What should I actively be doing?

Light

The growth and development of technology in business during the last decade has completely transformed business. In a relatively short period it has revolutionised every business activity in almost every sector, industry and market, resulting in greater efficiency and cost savings.

This transformation and reliance on digital systems has however placed a huge reliance on the integrity of the technology, the internet and the systems in place to secure businesses’ online assets. It is this integrity, or rather the lack of it, which is fuelling an exponential rise in cyber attacks on businesses which may not only affect performance but can lead to total business collapse.

No company too small

Attacks are not limited to large businesses however. No company is too small to be the victim of a cyber attack. Hackers don’t just want to steal money from the company they are targeting, they may be looking to step onto a larger company and 80% of hacks at larger companies start in the supply chain.
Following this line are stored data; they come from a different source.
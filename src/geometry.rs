//! Geometry primitives: coordinate vectors and octree voxel keys.

use byteorder::{LittleEndian, ReadBytesExt, WriteBytesExt};
use std::fmt;
use std::io::{Read, Write};

/// Triple of f64 coordinates, compared componentwise.
#[derive(Clone, Copy, Debug, Default, PartialEq)]
pub struct Vector3 {
    pub x: f64,
    pub y: f64,
    pub z: f64,
}

impl Vector3 {
    pub fn new(x: f64, y: f64, z: f64) -> Self {
        Vector3 { x, y, z }
    }

    /// Coordinate scale used for headers that don't specify one.
    pub fn default_scale() -> Self {
        Vector3::new(0.01, 0.01, 0.01)
    }

    pub fn default_offset() -> Self {
        Vector3::default()
    }
}

impl fmt::Display for Vector3 {
    fn fmt(&self, f: &mut fmt::Formatter<'_>) -> fmt::Result {
        write!(f, "({}, {}, {})", self.x, self.y, self.z)
    }
}

/// 3D bounding box
#[derive(Clone, Copy, Debug, PartialEq)]
pub struct Bounds {
    pub min: Vector3,
    pub max: Vector3,
}

impl Default for Bounds {
    fn default() -> Self {
        Bounds {
            min: Vector3::new(f64::INFINITY, f64::INFINITY, f64::INFINITY),
            max: Vector3::new(f64::NEG_INFINITY, f64::NEG_INFINITY, f64::NEG_INFINITY),
        }
    }
}

impl Bounds {
    #[inline]
    pub fn expand_xyz(&mut self, x: f64, y: f64, z: f64) {
        if x < self.min.x {
            self.min.x = x;
        }
        if y < self.min.y {
            self.min.y = y;
        }
        if z < self.min.z {
            self.min.z = z;
        }
        if x > self.max.x {
            self.max.x = x;
        }
        if y > self.max.y {
            self.max.y = y;
        }
        if z > self.max.z {
            self.max.z = z;
        }
    }

    /// True until the first `expand_xyz` call.
    pub fn is_empty(&self) -> bool {
        self.min.x > self.max.x
    }
}

/// EPT hierarchy key
///
/// `level` is the octree depth, `x`, `y` and `z` the cell indices within
/// that level. A `level` < 0 indicates an invalid VoxelKey.
#[derive(Clone, Copy, Debug, Hash, PartialEq, Eq)]
pub struct VoxelKey {
    /// Level
    pub level: i32,
    /// x
    pub x: i32,
    /// y
    pub y: i32,
    /// z
    pub z: i32,
}

impl Default for VoxelKey {
    fn default() -> Self {
        VoxelKey::invalid()
    }
}

impl fmt::Display for VoxelKey {
    fn fmt(&self, f: &mut fmt::Formatter<'_>) -> fmt::Result {
        write!(f, "{}-{}-{}-{}", self.level, self.x, self.y, self.z)
    }
}

fn coord_in_range(coord: i32, level: i32) -> bool {
    coord >= 0 && (level >= 31 || coord < (1 << level))
}

impl VoxelKey {
    pub fn new(level: i32, x: i32, y: i32, z: i32) -> Self {
        VoxelKey { level, x, y, z }
    }

    /// Key of the octree root cell.
    pub fn root() -> Self {
        VoxelKey::new(0, 0, 0, 0)
    }

    pub fn invalid() -> Self {
        VoxelKey::new(-1, 0, 0, 0)
    }

    /// A key is valid when its level is non-negative and every cell index
    /// lies within `[0, 2^level)`.
    pub fn is_valid(&self) -> bool {
        self.level >= 0
            && coord_in_range(self.x, self.level)
            && coord_in_range(self.y, self.level)
            && coord_in_range(self.z, self.level)
    }

    /// The containing key one level up. The parent of the root is invalid.
    pub fn parent(&self) -> VoxelKey {
        if self.level <= 0 {
            VoxelKey::invalid()
        } else {
            VoxelKey::new(self.level - 1, self.x >> 1, self.y >> 1, self.z >> 1)
        }
    }

    /// One of the eight children of this cell, selected by the three
    /// low bits of `dir`.
    pub fn child(&self, dir: i32) -> VoxelKey {
        VoxelKey {
            level: self.level + 1,
            x: (self.x << 1) | (dir & 0x1),
            y: (self.y << 1) | ((dir >> 1) & 0x1),
            z: (self.z << 1) | ((dir >> 2) & 0x1),
        }
    }

    /// Which child of its parent this key is.
    pub fn child_index(&self) -> i32 {
        (self.x & 0x1) | ((self.y & 0x1) << 1) | ((self.z & 0x1) << 2)
    }

    /// Whether `other` is this key or one of its descendants.
    pub fn contains(&self, other: &VoxelKey) -> bool {
        if !self.is_valid() || !other.is_valid() || other.level < self.level {
            return false;
        }
        let shift = other.level - self.level;
        if shift >= 31 {
            // valid coordinates fit in 31 bits, every ancestor that far up is at the origin
            return self.x == 0 && self.y == 0 && self.z == 0;
        }
        (other.x >> shift) == self.x && (other.y >> shift) == self.y && (other.z >> shift) == self.z
    }

    /// Strict ancestry, excluding the key itself.
    pub fn is_ancestor_of(&self, other: &VoxelKey) -> bool {
        other.level > self.level && self.contains(other)
    }

    /// Reads VoxelKey from a `Read`.
    pub(crate) fn read_from<R: Read>(read: &mut R) -> crate::Result<Self> {
        Ok(VoxelKey {
            level: read.read_i32::<LittleEndian>()?,
            x: read.read_i32::<LittleEndian>()?,
            y: read.read_i32::<LittleEndian>()?,
            z: read.read_i32::<LittleEndian>()?,
        })
    }

    /// Writes VoxelKey to a `Write`.
    pub(crate) fn write_to<W: Write>(&self, write: &mut W) -> crate::Result<()> {
        write.write_i32::<LittleEndian>(self.level)?;
        write.write_i32::<LittleEndian>(self.x)?;
        write.write_i32::<LittleEndian>(self.y)?;
        write.write_i32::<LittleEndian>(self.z)?;
        Ok(())
    }
}
//! LAS 1.4 public header block.

use crate::geometry::Vector3;
use byteorder::{LittleEndian, ReadBytesExt, WriteBytesExt};
use std::io::{Read, Write};

/// Byte size of the LAS 1.4 public header block.
pub(crate) const HEADER_SIZE: u16 = 375;

/// Bits set on the point format byte of LAZ containers.
const COMPRESSION_BITS: u8 = 0b1100_0000;

/// Base record size of the COPC point formats.
pub fn point_base_byte_size(point_format_id: u8) -> Option<u16> {
    match point_format_id {
        6 => Some(30),
        7 => Some(36),
        8 => Some(38),
        9 => Some(59),
        10 => Some(67),
        _ => None,
    }
}

fn read_trimmed_string(bytes: &[u8]) -> String {
    String::from_utf8_lossy(bytes)
        .trim_end_matches(|c| c as u8 == 0)
        .to_string()
}

fn write_padded_string<W: Write>(write: &mut W, s: &str, len: usize) -> crate::Result<()> {
    let mut buffer = vec![0u8; len];
    for (dst, src) in buffer.iter_mut().zip(s.bytes()) {
        *dst = src;
    }
    write.write_all(&buffer)?;
    Ok(())
}

/// In-memory mirror of the LAS 1.4 public header fields relevant to COPC.
///
/// `offset_to_point_data`, `point_count`, `min`/`max` and
/// `number_of_points_by_return` are not authoritative on the write side
/// until [CopcWriter::close] patches them.
///
/// [CopcWriter::close]: crate::CopcWriter::close
#[derive(Clone, Debug, PartialEq)]
pub struct LasHeader {
    pub file_source_id: u16,
    pub global_encoding: u16,
    pub guid: [u8; 16],
    pub system_identifier: String,
    pub generating_software: String,
    pub file_creation_day_of_year: u16,
    pub file_creation_year: u16,
    pub offset_to_point_data: u32,
    pub number_of_variable_length_records: u32,
    /// Point format id with the compression bits masked off
    pub point_format_id: u8,
    pub point_record_length: u16,
    pub scale: Vector3,
    pub offset: Vector3,
    pub min: Vector3,
    pub max: Vector3,
    pub start_of_waveform_data: u64,
    pub start_of_first_evlr: u64,
    pub number_of_evlrs: u32,
    pub point_count: u64,
    pub number_of_points_by_return: [u64; 15],
    /// Marks headers that belong to a COPC container. Not serialized, the
    /// marker on disk is the COPC info VLR.
    pub is_copc: bool,
}

impl Default for LasHeader {
    fn default() -> Self {
        LasHeader {
            file_source_id: 0,
            global_encoding: 0,
            guid: [0; 16],
            system_identifier: String::new(),
            generating_software: String::new(),
            file_creation_day_of_year: 0,
            file_creation_year: 0,
            offset_to_point_data: 0,
            number_of_variable_length_records: 0,
            point_format_id: 6,
            point_record_length: 30,
            scale: Vector3::default_scale(),
            offset: Vector3::default_offset(),
            min: Vector3::default(),
            max: Vector3::default(),
            start_of_waveform_data: 0,
            start_of_first_evlr: 0,
            number_of_evlrs: 0,
            point_count: 0,
            number_of_points_by_return: [0; 15],
            is_copc: false,
        }
    }
}

impl LasHeader {
    pub fn new(
        point_format_id: u8,
        point_record_length: u16,
        scale: Vector3,
        offset: Vector3,
    ) -> Self {
        LasHeader {
            point_format_id,
            point_record_length,
            scale,
            offset,
            ..Default::default()
        }
    }

    /// Reads a LAS 1.4 public header block from a `Read`.
    pub(crate) fn read_from<R: Read>(src: &mut R) -> crate::Result<Self> {
        let mut signature = [0u8; 4];
        src.read_exact(&mut signature)?;
        if &signature != b"LASF" {
            return Err(crate::Error::InvalidFileSignature(signature));
        }
        let file_source_id = src.read_u16::<LittleEndian>()?;
        let global_encoding = src.read_u16::<LittleEndian>()?;
        let mut guid = [0u8; 16];
        src.read_exact(&mut guid)?;
        let version_major = src.read_u8()?;
        let version_minor = src.read_u8()?;
        if (version_major, version_minor) != (1, 4) {
            return Err(crate::Error::UnsupportedVersion {
                major: version_major,
                minor: version_minor,
            });
        }
        let mut system_identifier = [0u8; 32];
        src.read_exact(&mut system_identifier)?;
        let mut generating_software = [0u8; 32];
        src.read_exact(&mut generating_software)?;
        let file_creation_day_of_year = src.read_u16::<LittleEndian>()?;
        let file_creation_year = src.read_u16::<LittleEndian>()?;
        let header_size = src.read_u16::<LittleEndian>()?;
        let offset_to_point_data = src.read_u32::<LittleEndian>()?;
        let number_of_variable_length_records = src.read_u32::<LittleEndian>()?;
        let point_format_id = src.read_u8()? & !COMPRESSION_BITS;
        let point_record_length = src.read_u16::<LittleEndian>()?;
        // legacy point counts, superseded by the 64 bit fields below
        src.read_u32::<LittleEndian>()?;
        for _ in 0..5 {
            src.read_u32::<LittleEndian>()?;
        }
        let scale = Vector3::new(
            src.read_f64::<LittleEndian>()?,
            src.read_f64::<LittleEndian>()?,
            src.read_f64::<LittleEndian>()?,
        );
        let offset = Vector3::new(
            src.read_f64::<LittleEndian>()?,
            src.read_f64::<LittleEndian>()?,
            src.read_f64::<LittleEndian>()?,
        );
        let mut min = Vector3::default();
        let mut max = Vector3::default();
        max.x = src.read_f64::<LittleEndian>()?;
        min.x = src.read_f64::<LittleEndian>()?;
        max.y = src.read_f64::<LittleEndian>()?;
        min.y = src.read_f64::<LittleEndian>()?;
        max.z = src.read_f64::<LittleEndian>()?;
        min.z = src.read_f64::<LittleEndian>()?;
        let start_of_waveform_data = src.read_u64::<LittleEndian>()?;
        let start_of_first_evlr = src.read_u64::<LittleEndian>()?;
        let number_of_evlrs = src.read_u32::<LittleEndian>()?;
        let point_count = src.read_u64::<LittleEndian>()?;
        let mut number_of_points_by_return = [0u64; 15];
        for count in number_of_points_by_return.iter_mut() {
            *count = src.read_u64::<LittleEndian>()?;
        }
        // tolerate headers padded beyond the 1.4 block
        for _ in HEADER_SIZE..header_size {
            src.read_u8()?;
        }

        Ok(LasHeader {
            file_source_id,
            global_encoding,
            guid,
            system_identifier: read_trimmed_string(&system_identifier),
            generating_software: read_trimmed_string(&generating_software),
            file_creation_day_of_year,
            file_creation_year,
            offset_to_point_data,
            number_of_variable_length_records,
            point_format_id,
            point_record_length,
            scale,
            offset,
            min,
            max,
            start_of_waveform_data,
            start_of_first_evlr,
            number_of_evlrs,
            point_count,
            number_of_points_by_return,
            is_copc: false,
        })
    }

    /// Writes the fixed 375 byte public header block to a `Write`.
    pub(crate) fn write_to<W: Write>(&self, dst: &mut W) -> crate::Result<()> {
        dst.write_all(b"LASF")?;
        dst.write_u16::<LittleEndian>(self.file_source_id)?;
        dst.write_u16::<LittleEndian>(self.global_encoding)?;
        dst.write_all(&self.guid)?;
        dst.write_u8(1)?;
        dst.write_u8(4)?;
        write_padded_string(dst, &self.system_identifier, 32)?;
        write_padded_string(dst, &self.generating_software, 32)?;
        dst.write_u16::<LittleEndian>(self.file_creation_day_of_year)?;
        dst.write_u16::<LittleEndian>(self.file_creation_year)?;
        dst.write_u16::<LittleEndian>(HEADER_SIZE)?;
        dst.write_u32::<LittleEndian>(self.offset_to_point_data)?;
        dst.write_u32::<LittleEndian>(self.number_of_variable_length_records)?;
        let format_byte = if self.is_copc {
            self.point_format_id | COMPRESSION_BITS
        } else {
            self.point_format_id
        };
        dst.write_u8(format_byte)?;
        dst.write_u16::<LittleEndian>(self.point_record_length)?;
        // legacy counts must be zero for the 1.4 only point formats
        dst.write_u32::<LittleEndian>(0)?;
        for _ in 0..5 {
            dst.write_u32::<LittleEndian>(0)?;
        }
        dst.write_f64::<LittleEndian>(self.scale.x)?;
        dst.write_f64::<LittleEndian>(self.scale.y)?;
        dst.write_f64::<LittleEndian>(self.scale.z)?;
        dst.write_f64::<LittleEndian>(self.offset.x)?;
        dst.write_f64::<LittleEndian>(self.offset.y)?;
        dst.write_f64::<LittleEndian>(self.offset.z)?;
        dst.write_f64::<LittleEndian>(self.max.x)?;
        dst.write_f64::<LittleEndian>(self.min.x)?;
        dst.write_f64::<LittleEndian>(self.max.y)?;
        dst.write_f64::<LittleEndian>(self.min.y)?;
        dst.write_f64::<LittleEndian>(self.max.z)?;
        dst.write_f64::<LittleEndian>(self.min.z)?;
        dst.write_u64::<LittleEndian>(self.start_of_waveform_data)?;
        dst.write_u64::<LittleEndian>(self.start_of_first_evlr)?;
        dst.write_u32::<LittleEndian>(self.number_of_evlrs)?;
        dst.write_u64::<LittleEndian>(self.point_count)?;
        for count in &self.number_of_points_by_return {
            dst.write_u64::<LittleEndian>(*count)?;
        }
        Ok(())
    }
}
These suppliers provide an easy route into the larger companies because the defences between the main company and its supplier will also be weaker than the external protection of the larger company.

Spoofed internal emails

One of the most common and simple attacks involve bogus invoices or requests for payment. Huge damage can be created with a stolen or ‘spoofed’ email address. For example, the financial department receive a ‘spoofed’ email supposedly from a senior board member asking for a cheque to be paid into a certain account.

The financial department doesn’t query the request as it appears to be from a senior executive and the cash is transferred, never to be seen again. A recent IoD report claims that 72% of businesses have been the victim of bogus invoices.

The perception that the majority of cyber attacks emanate from Eastern Europe or China is far from true. Insiders are responsible for as many as 60% of all data breaches courtesy of either good old human error or deliberate action.

Measures to protect your business

In addition to awareness of the threat and internal vigilance what can you do now to protect yourself further? Proactive management, education and a company-wide security culture will go far in countering the threat, while at the same time ensuring more trained eyes to help counter potential attacks and enhance overall business resilience. Specific measures you should consider include:

1. Having a cyber insurance policy: This makes good sense, but it is by no means a silver bullet and may not cover all outcomes such as reputational damage.

2. Contingency planning: Boards should plan how they would react to different scenarios and have a mitigation plan for when their business is hacked or compromised. It is important that all departments are involved in this; cyber security is as much an HR issue as an IT one.

3. Awareness: Senior managers should ensure all employees are cyber aware and alert to scams and social engineering, including not sharing passwords or memory sticks and are aware of public Wi-Fi risks.

4. Supplier Integrity: Cloud and IT providers must demonstrate the integrity of the security protocols they have in place and their disaster recovery plans.

5. Audits: Conduct a data audit to classify your most sensitive data.

6. Antivirus: Always have up-to-date antivirus software and check that all mobile phones and tablets have antivirus software installed.

Technology and the internet have delivered huge benefits, providing huge potential for businesses to flourish and opportunities for new forms of on-line enterprise to enhance our lives. But with the benefits come the risk to the security of on-line resources and assets.

Regulation is on the way to ensure business leaders are taking steps to ensure their on-line resources and assets are properly protected, with sanctions against those who don’t comply. But the largest sanction of all is your business being targeted and disappearing overnight.